### Problem statement
Reproduce exactly the lines from the one containing "of the file." through the last line of the data, both ends included.

### Task data
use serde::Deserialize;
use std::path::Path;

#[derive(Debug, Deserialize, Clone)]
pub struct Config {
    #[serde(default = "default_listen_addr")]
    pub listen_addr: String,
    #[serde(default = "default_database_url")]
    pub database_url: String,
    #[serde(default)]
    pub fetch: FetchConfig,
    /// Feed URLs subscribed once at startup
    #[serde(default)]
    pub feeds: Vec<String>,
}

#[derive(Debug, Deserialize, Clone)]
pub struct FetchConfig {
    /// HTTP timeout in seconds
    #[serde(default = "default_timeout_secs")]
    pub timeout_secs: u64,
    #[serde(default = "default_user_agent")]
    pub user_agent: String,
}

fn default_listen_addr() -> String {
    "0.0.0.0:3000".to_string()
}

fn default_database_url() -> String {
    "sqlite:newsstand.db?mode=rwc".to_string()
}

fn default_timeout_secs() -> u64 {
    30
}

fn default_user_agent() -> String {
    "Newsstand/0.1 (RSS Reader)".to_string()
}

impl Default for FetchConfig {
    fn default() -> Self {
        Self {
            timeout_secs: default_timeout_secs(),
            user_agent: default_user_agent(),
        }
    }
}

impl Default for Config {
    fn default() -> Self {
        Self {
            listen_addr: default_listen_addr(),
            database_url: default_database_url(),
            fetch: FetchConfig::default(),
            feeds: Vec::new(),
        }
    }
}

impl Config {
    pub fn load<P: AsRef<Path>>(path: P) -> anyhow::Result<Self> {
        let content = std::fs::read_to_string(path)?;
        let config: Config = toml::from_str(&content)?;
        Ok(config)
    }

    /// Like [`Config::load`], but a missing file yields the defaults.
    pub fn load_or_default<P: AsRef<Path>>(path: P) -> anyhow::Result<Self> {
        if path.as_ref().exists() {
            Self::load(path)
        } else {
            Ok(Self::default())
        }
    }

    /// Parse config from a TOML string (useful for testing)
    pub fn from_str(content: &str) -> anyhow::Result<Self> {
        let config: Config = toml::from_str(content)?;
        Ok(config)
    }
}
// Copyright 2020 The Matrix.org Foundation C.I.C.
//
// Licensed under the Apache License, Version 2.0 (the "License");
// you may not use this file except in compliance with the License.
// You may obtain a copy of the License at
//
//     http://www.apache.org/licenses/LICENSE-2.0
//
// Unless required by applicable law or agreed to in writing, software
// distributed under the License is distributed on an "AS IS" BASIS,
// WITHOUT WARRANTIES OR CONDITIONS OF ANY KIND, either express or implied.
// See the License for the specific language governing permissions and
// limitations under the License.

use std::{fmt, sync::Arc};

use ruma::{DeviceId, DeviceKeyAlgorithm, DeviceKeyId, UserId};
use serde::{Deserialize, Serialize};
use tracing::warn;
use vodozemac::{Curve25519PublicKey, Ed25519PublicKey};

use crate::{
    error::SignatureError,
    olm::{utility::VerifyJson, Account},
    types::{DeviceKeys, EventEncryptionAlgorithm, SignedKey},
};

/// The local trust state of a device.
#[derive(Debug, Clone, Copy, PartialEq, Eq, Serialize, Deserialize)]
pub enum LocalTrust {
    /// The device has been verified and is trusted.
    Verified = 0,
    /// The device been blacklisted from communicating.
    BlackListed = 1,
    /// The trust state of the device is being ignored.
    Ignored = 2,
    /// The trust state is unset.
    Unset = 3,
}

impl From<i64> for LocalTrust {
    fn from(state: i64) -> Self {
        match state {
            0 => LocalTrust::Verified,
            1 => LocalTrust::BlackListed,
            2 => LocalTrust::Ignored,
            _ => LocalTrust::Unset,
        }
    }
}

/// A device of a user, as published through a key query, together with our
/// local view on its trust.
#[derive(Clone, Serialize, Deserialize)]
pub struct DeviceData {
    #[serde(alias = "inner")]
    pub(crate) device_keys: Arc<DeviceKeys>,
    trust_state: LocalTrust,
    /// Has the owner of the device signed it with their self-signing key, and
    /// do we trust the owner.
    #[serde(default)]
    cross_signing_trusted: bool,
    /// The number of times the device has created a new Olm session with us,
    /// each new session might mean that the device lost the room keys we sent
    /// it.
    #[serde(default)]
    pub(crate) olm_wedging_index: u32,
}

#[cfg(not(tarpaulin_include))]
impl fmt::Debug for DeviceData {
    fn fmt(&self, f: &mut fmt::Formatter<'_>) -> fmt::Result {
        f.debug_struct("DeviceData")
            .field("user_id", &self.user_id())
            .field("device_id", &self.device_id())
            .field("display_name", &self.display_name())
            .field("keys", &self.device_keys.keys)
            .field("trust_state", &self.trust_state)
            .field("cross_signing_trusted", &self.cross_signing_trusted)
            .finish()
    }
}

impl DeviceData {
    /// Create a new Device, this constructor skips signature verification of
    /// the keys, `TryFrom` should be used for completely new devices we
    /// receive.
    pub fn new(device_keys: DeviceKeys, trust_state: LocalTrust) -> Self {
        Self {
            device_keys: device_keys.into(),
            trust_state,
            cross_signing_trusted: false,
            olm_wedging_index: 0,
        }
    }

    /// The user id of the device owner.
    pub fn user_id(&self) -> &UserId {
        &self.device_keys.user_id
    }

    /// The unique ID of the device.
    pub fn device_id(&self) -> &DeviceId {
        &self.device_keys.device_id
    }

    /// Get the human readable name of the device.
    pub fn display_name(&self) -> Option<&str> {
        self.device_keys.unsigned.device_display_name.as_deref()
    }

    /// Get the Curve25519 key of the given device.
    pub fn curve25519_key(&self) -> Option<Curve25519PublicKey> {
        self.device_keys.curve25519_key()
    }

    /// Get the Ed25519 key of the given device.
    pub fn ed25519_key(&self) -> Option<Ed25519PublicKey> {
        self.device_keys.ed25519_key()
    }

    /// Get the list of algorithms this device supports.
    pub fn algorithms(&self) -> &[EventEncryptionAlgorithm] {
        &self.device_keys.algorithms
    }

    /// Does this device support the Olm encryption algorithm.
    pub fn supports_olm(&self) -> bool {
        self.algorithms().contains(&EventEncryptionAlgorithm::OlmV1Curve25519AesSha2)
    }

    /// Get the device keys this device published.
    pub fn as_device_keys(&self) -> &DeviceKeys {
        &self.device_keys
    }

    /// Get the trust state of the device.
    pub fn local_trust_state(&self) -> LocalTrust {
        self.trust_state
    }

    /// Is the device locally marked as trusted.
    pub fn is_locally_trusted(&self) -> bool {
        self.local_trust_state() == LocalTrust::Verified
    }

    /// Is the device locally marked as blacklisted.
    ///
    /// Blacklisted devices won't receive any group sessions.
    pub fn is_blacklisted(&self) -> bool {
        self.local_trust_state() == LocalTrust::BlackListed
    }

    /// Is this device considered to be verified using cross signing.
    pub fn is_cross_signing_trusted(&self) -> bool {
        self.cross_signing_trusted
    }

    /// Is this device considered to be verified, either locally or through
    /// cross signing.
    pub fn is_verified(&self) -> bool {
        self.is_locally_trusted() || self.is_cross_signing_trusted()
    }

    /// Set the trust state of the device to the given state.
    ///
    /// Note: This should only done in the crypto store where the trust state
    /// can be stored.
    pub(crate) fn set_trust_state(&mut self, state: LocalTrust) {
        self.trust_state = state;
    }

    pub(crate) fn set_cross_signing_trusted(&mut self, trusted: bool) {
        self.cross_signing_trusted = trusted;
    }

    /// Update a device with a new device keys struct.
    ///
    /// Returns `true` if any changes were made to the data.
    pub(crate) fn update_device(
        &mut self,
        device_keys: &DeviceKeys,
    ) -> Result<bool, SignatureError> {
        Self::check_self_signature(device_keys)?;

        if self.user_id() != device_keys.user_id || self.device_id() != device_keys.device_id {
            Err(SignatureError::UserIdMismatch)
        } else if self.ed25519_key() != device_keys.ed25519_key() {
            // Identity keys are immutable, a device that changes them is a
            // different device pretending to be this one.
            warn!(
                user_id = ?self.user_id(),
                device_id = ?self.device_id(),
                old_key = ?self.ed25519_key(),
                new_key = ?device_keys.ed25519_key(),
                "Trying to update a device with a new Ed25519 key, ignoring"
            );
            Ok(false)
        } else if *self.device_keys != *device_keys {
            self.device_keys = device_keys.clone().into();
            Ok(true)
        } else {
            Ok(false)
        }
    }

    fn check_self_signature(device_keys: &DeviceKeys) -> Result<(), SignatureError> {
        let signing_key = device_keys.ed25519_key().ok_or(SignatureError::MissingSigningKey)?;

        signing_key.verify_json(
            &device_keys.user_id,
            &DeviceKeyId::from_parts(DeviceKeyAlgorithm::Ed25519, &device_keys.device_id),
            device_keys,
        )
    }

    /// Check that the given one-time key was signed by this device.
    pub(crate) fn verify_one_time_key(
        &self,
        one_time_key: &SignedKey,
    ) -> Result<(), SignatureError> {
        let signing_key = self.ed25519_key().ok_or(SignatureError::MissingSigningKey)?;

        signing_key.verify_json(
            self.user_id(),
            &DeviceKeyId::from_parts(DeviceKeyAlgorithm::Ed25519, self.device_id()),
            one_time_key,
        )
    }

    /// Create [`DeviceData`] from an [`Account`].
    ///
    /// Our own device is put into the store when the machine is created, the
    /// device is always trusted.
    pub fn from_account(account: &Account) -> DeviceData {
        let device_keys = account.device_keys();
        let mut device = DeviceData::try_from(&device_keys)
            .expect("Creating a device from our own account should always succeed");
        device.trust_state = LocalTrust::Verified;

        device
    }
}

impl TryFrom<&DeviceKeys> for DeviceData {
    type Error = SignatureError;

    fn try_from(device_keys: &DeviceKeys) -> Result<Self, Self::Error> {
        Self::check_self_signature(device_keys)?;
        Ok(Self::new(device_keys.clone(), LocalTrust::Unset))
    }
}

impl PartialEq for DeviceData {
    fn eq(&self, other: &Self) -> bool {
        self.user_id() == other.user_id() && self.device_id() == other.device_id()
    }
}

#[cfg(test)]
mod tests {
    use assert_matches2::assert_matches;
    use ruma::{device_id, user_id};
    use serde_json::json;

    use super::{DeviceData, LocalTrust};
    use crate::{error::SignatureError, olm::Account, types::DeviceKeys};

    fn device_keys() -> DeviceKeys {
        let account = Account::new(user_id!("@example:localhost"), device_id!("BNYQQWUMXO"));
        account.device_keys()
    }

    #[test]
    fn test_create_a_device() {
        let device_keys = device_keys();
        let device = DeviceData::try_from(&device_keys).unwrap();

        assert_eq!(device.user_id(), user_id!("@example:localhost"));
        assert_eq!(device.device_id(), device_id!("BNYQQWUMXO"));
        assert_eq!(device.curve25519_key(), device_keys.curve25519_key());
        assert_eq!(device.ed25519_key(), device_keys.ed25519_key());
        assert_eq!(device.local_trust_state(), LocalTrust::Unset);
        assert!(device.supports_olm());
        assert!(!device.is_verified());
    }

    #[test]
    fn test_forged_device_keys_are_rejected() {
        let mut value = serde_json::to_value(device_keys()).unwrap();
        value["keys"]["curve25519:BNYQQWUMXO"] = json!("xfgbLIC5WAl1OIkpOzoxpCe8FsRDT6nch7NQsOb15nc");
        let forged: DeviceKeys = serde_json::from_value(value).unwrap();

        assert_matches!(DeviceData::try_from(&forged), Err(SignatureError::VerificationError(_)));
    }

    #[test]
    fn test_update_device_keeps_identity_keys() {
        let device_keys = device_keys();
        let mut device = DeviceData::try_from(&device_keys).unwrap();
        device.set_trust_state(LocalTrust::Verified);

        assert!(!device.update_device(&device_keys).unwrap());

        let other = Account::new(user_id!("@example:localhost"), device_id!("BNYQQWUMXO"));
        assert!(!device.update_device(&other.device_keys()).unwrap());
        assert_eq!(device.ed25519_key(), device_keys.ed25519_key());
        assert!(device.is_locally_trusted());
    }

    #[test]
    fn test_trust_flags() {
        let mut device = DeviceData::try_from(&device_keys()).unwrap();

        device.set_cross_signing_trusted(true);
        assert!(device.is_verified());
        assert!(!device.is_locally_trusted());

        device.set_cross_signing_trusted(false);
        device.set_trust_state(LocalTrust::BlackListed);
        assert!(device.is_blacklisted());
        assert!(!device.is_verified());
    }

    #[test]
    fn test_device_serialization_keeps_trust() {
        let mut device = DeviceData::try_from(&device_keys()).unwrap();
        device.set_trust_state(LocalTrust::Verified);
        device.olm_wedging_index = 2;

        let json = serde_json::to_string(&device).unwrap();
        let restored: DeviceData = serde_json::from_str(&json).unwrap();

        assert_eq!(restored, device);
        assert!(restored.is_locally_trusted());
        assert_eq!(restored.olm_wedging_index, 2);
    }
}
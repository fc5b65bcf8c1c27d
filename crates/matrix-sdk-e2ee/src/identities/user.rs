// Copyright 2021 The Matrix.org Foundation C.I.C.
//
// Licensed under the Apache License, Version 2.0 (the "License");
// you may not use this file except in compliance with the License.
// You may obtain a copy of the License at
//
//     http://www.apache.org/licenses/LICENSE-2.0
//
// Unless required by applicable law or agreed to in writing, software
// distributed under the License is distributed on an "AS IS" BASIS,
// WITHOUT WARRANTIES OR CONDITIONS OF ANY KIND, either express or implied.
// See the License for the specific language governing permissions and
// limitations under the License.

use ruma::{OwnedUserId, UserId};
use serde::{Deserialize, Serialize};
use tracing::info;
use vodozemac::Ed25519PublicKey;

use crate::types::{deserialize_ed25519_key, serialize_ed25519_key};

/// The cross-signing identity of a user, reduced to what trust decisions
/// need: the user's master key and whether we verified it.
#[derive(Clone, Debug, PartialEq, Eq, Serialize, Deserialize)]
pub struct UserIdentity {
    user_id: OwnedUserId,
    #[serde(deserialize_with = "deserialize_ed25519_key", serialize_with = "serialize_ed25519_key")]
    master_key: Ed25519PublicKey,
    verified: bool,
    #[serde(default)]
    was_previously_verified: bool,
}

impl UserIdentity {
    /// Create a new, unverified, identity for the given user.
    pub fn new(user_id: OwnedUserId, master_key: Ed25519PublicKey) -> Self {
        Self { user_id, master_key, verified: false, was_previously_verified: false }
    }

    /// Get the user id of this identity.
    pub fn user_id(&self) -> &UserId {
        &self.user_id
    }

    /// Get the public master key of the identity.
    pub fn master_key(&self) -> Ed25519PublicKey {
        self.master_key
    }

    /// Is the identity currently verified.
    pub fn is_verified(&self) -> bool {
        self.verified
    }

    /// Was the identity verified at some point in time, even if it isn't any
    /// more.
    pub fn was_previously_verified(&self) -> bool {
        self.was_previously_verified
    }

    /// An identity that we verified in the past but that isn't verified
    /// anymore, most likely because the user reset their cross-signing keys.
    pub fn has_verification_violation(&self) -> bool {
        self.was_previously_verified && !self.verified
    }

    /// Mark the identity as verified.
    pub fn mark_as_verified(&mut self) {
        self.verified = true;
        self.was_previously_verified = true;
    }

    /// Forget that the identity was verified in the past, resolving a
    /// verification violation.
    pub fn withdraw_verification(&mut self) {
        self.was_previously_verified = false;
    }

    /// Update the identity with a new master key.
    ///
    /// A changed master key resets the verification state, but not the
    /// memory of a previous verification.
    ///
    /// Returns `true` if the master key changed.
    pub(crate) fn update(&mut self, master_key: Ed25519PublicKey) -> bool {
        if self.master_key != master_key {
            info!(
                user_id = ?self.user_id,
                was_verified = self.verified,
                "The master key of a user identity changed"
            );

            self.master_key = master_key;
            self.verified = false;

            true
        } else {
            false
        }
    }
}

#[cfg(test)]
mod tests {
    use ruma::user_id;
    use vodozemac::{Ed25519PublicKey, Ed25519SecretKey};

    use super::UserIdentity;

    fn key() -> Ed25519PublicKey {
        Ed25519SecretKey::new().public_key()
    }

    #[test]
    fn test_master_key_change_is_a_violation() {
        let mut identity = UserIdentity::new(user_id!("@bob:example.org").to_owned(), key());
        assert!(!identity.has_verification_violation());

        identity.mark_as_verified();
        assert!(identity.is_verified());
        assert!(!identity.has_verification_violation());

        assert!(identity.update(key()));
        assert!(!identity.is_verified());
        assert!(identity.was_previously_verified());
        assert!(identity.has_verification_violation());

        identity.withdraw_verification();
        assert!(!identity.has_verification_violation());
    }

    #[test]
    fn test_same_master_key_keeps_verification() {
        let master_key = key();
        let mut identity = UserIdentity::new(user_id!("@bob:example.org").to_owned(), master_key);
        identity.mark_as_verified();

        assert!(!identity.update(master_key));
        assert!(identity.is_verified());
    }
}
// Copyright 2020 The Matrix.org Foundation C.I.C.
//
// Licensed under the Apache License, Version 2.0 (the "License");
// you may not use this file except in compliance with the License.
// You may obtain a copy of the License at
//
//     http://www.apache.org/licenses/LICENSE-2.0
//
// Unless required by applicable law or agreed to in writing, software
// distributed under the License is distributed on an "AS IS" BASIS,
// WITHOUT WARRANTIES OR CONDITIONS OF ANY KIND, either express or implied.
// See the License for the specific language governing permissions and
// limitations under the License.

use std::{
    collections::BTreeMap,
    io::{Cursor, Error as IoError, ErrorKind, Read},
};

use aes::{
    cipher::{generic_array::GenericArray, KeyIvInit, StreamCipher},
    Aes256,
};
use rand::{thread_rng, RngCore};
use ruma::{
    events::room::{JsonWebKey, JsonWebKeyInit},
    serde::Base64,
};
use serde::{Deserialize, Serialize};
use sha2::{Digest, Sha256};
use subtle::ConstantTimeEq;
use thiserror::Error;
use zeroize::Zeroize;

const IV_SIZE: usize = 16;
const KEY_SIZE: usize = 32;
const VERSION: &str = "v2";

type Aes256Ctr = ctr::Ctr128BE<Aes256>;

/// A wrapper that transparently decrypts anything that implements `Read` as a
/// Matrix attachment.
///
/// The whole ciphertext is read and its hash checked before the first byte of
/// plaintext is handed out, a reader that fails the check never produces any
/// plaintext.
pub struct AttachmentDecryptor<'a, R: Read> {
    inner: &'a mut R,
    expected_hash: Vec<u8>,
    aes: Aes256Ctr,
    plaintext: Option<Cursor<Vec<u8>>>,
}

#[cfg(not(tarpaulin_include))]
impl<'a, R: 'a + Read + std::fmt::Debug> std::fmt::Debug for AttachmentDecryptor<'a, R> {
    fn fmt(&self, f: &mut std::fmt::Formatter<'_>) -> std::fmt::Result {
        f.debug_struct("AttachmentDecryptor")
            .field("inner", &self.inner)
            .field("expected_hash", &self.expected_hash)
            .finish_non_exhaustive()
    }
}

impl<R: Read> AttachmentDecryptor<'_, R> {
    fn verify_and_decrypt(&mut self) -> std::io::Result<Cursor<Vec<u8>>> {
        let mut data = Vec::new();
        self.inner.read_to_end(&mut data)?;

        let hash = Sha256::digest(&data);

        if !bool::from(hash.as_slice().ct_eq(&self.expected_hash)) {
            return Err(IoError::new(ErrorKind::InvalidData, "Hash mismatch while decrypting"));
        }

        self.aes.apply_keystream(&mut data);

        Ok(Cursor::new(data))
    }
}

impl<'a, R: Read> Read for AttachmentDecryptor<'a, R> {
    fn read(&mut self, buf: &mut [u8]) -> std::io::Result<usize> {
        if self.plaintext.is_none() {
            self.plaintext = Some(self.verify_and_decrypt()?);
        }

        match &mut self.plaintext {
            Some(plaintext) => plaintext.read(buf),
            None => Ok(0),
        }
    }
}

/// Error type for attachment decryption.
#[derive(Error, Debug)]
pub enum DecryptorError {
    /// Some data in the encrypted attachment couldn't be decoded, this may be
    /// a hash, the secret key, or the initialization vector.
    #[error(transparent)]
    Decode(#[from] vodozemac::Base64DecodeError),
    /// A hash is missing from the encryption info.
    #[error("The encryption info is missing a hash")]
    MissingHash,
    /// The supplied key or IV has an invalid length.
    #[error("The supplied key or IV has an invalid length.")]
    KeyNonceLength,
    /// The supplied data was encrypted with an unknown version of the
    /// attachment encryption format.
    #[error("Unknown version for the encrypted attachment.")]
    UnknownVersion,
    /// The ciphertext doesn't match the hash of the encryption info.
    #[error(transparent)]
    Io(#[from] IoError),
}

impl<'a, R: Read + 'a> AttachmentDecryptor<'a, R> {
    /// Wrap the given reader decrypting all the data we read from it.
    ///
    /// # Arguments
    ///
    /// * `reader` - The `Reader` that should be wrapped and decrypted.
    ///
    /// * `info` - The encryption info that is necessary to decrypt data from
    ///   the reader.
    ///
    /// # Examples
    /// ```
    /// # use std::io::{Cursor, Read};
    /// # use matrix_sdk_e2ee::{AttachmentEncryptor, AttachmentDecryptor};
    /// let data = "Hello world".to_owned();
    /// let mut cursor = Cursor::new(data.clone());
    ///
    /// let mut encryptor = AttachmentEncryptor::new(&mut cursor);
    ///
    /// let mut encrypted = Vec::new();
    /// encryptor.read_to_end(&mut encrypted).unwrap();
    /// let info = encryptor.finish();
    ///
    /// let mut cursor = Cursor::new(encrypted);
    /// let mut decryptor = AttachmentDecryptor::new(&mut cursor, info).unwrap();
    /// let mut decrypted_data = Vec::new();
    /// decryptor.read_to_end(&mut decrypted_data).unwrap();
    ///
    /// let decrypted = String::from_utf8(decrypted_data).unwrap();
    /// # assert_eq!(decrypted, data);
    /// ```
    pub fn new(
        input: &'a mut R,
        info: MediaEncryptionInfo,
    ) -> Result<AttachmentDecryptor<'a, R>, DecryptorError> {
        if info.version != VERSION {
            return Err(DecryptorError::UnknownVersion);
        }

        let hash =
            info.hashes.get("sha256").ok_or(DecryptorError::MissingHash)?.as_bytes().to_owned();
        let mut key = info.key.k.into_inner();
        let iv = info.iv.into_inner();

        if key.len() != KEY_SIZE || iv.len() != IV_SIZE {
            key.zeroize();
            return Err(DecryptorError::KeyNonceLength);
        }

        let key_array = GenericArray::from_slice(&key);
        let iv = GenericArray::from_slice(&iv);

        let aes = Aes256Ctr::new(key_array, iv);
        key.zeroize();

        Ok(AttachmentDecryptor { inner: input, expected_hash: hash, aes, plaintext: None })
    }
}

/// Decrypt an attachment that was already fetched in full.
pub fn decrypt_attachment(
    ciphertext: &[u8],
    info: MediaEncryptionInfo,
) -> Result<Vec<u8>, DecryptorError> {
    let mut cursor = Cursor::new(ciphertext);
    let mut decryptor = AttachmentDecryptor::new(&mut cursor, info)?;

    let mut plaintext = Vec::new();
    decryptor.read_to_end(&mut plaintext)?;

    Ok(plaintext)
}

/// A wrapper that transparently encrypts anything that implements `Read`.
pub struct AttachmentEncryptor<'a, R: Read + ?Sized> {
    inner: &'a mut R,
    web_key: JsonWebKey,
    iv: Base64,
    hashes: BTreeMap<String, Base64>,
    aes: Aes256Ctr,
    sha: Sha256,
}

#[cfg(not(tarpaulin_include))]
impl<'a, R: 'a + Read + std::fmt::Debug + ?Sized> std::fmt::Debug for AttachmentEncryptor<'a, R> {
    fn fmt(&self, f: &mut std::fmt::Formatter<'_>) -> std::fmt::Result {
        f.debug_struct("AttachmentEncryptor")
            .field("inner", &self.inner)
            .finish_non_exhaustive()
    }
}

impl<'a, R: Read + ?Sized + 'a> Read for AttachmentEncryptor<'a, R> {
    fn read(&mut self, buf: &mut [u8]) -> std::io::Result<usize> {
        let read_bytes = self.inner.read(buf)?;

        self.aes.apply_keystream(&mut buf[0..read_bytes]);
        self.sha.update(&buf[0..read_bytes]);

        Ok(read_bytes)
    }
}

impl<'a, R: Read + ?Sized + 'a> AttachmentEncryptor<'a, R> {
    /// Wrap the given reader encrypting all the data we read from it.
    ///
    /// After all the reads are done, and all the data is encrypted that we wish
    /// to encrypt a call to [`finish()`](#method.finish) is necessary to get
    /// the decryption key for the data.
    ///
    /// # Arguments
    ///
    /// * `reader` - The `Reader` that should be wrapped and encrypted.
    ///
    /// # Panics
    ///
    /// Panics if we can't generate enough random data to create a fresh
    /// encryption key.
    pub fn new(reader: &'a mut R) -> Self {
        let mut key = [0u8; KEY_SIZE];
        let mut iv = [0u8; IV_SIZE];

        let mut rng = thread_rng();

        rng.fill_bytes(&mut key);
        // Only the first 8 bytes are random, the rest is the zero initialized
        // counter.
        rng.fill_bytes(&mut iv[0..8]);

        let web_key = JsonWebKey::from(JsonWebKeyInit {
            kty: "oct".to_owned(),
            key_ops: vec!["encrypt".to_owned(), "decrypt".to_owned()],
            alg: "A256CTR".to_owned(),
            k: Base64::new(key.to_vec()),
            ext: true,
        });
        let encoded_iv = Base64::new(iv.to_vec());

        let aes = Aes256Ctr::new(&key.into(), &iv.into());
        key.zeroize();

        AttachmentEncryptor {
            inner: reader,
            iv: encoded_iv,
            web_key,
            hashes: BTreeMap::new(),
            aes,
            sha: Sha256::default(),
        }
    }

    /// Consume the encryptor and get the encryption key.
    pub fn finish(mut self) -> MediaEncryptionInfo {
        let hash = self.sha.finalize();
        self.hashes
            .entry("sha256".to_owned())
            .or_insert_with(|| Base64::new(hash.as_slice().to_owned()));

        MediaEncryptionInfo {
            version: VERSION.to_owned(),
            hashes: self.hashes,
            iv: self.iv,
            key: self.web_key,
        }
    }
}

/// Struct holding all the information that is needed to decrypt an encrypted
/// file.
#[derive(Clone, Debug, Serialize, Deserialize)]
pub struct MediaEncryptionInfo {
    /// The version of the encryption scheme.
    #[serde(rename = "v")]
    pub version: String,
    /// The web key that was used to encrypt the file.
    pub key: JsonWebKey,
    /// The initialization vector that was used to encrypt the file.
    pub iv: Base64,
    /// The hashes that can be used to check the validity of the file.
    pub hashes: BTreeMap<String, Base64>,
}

### Result of the task
    /// The hashes that can be used to check the validity of the file.
    pub hashes: BTreeMap<String, Base64>,
}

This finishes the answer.